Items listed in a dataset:

★ ★ ★

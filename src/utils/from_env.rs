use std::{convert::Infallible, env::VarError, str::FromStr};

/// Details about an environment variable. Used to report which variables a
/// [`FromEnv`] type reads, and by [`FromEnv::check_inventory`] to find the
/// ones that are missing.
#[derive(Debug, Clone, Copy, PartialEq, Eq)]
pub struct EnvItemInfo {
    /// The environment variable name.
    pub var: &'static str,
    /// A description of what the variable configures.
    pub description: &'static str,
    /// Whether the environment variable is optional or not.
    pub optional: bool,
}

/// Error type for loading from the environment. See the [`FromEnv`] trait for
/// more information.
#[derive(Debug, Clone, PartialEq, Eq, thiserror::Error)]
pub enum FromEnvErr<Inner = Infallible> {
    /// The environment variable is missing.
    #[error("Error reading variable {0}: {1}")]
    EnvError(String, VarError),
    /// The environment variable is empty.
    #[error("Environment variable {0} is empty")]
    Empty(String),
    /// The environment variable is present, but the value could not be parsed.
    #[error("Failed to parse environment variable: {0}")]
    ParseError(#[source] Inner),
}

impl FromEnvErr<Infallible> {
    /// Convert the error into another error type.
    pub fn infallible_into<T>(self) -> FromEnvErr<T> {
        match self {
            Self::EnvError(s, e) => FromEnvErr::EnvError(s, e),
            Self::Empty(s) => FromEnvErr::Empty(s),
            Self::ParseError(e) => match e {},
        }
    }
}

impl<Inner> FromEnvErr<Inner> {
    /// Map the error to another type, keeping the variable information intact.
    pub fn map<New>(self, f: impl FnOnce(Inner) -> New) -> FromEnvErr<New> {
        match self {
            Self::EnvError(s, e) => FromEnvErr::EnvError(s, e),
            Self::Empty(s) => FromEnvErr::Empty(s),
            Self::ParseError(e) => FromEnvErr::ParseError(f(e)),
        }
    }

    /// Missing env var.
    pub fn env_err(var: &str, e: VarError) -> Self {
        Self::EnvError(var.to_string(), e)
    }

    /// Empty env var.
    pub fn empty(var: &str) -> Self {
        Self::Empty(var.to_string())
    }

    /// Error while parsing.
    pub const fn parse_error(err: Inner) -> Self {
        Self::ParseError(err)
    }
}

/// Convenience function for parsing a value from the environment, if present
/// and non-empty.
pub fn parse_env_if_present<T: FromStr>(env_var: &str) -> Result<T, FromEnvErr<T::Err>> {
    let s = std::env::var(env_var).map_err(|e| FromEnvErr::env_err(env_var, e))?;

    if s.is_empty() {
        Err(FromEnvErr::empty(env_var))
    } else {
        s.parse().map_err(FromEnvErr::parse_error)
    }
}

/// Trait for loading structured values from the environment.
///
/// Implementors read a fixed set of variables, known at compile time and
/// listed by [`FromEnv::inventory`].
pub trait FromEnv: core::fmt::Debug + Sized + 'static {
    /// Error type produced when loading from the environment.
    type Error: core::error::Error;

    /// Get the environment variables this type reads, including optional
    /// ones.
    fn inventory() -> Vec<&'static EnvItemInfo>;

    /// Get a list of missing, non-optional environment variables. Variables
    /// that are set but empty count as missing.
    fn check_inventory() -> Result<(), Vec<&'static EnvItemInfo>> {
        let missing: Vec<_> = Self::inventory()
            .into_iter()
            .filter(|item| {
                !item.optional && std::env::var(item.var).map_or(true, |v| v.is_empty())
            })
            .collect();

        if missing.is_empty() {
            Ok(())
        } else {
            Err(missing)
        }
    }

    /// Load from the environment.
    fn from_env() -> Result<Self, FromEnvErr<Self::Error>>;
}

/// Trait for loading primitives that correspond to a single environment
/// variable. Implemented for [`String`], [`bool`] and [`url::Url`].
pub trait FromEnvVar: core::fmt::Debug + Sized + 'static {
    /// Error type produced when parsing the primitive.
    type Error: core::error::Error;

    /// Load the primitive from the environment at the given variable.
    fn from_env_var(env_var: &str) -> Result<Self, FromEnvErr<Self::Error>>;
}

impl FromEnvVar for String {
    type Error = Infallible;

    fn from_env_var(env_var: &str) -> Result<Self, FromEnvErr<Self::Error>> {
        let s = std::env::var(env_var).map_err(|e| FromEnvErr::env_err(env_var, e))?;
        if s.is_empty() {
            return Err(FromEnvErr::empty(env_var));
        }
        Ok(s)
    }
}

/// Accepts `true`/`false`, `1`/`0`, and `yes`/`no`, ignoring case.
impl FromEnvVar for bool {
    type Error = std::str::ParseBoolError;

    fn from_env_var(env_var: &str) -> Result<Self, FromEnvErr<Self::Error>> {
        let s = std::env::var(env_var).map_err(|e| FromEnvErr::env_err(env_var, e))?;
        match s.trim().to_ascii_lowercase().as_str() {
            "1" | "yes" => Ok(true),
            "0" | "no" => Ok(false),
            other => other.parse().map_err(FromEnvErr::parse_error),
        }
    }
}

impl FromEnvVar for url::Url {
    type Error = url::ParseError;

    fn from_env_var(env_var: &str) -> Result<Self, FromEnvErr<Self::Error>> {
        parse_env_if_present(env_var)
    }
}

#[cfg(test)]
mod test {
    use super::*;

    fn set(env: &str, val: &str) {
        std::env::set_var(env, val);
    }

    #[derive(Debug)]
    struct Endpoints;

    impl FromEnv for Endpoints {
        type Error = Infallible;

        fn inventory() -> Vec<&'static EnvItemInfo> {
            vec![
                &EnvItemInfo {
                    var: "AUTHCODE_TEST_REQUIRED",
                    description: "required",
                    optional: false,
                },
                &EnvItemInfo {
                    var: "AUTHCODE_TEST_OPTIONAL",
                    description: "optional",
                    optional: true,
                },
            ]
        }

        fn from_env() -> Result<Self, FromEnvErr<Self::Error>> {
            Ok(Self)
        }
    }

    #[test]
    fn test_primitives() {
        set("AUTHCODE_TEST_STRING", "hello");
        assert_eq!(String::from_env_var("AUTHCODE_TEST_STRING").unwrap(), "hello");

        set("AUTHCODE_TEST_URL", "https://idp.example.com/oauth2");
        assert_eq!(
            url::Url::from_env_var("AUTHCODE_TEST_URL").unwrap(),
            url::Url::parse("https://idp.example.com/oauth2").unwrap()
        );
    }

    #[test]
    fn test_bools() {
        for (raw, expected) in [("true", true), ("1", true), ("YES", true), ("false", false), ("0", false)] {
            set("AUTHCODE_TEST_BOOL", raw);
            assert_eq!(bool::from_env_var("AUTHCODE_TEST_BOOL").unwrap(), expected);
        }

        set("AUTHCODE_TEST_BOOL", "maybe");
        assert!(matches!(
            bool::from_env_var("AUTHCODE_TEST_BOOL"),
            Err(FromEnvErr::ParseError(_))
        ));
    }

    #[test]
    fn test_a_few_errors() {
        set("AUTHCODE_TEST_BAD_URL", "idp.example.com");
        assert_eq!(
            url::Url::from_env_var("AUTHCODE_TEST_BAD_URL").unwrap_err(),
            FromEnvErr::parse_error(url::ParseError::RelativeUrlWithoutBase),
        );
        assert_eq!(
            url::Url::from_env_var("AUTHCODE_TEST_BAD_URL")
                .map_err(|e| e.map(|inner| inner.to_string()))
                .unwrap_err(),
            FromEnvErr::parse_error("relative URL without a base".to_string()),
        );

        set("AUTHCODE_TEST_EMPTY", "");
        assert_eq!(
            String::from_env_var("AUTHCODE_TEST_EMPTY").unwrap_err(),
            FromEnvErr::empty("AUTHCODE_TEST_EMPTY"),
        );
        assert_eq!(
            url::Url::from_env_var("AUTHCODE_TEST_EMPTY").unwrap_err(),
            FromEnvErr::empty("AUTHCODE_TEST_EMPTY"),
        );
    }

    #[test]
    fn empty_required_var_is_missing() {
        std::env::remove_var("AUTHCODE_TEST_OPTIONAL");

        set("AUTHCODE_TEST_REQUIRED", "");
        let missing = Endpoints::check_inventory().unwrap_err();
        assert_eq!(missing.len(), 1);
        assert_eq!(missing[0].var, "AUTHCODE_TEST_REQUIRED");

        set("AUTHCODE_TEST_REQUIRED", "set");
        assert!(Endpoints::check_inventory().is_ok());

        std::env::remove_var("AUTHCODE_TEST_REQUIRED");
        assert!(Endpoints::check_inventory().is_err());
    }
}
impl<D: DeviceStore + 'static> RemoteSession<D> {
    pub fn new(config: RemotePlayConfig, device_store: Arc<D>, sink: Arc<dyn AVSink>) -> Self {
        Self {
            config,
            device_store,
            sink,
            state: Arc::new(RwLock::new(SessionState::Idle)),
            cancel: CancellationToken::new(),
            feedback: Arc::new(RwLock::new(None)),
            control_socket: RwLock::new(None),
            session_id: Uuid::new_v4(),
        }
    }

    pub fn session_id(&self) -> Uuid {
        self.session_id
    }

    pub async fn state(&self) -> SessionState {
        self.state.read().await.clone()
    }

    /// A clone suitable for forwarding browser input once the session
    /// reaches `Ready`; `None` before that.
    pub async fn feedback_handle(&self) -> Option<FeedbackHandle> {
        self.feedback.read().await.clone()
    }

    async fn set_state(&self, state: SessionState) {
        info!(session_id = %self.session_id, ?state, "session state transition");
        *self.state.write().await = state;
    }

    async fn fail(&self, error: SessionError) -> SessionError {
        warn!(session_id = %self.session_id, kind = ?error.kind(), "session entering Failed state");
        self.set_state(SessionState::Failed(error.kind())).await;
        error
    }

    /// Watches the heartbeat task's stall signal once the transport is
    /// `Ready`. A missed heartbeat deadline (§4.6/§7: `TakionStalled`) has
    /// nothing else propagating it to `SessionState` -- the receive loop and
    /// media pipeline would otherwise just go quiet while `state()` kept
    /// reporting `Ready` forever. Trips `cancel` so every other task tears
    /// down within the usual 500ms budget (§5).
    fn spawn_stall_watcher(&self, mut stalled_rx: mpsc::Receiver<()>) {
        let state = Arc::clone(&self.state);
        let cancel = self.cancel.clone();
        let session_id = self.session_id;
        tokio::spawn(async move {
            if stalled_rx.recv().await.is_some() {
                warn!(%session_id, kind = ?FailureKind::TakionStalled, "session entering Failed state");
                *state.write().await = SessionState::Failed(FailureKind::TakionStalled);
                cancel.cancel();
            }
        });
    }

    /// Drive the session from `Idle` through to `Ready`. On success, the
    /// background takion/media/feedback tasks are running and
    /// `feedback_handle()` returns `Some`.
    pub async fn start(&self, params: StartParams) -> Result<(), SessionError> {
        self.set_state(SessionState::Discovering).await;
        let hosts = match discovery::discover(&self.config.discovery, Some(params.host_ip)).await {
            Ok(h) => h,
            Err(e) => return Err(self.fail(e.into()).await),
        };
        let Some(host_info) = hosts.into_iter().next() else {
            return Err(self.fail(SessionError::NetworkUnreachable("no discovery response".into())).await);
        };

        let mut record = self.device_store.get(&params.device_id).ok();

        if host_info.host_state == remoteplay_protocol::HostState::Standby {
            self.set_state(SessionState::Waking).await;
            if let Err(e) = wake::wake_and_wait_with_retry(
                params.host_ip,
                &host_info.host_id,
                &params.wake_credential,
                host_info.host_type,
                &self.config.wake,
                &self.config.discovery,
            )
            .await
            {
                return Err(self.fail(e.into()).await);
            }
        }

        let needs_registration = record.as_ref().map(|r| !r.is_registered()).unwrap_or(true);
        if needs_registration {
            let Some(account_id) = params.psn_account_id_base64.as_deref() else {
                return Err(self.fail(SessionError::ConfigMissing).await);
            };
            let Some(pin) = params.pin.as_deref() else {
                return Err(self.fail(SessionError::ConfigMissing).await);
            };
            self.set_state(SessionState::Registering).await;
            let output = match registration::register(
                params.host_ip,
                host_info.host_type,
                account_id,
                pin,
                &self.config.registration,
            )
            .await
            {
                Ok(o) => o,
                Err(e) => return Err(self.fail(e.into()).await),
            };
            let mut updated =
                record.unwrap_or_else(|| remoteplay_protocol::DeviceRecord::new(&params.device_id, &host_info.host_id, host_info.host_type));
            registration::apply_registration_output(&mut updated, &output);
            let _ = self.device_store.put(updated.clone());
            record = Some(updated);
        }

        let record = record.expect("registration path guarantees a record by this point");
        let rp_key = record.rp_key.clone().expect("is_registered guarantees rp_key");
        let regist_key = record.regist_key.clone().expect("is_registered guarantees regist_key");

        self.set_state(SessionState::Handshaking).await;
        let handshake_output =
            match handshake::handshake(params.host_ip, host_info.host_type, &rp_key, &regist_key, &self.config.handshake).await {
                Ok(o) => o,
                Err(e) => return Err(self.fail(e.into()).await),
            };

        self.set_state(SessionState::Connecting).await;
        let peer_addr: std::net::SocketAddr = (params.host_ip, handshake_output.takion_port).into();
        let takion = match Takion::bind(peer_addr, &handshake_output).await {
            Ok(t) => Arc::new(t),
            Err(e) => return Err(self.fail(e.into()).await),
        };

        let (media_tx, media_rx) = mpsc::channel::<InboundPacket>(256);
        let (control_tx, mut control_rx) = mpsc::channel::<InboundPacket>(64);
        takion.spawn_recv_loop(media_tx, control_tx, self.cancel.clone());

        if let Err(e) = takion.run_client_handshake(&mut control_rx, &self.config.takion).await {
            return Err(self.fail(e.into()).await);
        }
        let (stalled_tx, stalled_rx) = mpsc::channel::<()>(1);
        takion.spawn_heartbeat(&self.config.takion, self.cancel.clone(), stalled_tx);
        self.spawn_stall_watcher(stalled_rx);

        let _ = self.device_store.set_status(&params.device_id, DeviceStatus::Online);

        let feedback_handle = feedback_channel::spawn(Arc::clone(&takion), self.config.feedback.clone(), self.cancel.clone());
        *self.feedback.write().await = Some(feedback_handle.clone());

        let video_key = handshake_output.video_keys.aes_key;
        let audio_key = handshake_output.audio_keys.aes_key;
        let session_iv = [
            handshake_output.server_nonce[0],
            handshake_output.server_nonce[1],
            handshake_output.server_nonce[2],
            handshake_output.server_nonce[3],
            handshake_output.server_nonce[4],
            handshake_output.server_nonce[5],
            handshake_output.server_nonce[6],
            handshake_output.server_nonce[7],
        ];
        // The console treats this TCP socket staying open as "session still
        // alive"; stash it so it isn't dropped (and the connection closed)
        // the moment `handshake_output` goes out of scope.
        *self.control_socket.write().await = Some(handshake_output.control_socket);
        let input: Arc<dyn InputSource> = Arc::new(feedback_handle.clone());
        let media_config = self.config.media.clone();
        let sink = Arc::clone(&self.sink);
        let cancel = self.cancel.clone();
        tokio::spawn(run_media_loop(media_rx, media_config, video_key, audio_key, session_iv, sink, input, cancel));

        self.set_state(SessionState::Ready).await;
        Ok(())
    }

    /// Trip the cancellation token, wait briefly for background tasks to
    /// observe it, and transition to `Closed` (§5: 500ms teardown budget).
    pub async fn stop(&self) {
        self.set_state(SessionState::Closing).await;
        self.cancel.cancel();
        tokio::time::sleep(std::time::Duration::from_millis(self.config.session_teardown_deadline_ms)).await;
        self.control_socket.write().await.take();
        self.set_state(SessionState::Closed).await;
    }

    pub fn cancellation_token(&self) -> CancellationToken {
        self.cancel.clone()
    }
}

★ ★ ★

PROBLEM TO SOLVE: The answer must consist of each line from the data that includes the string "parsing".

FINISHED TASK:
    /// Error while parsing.
/// Convenience function for parsing a value from the environment, if present
    /// Error type produced when parsing the primitive.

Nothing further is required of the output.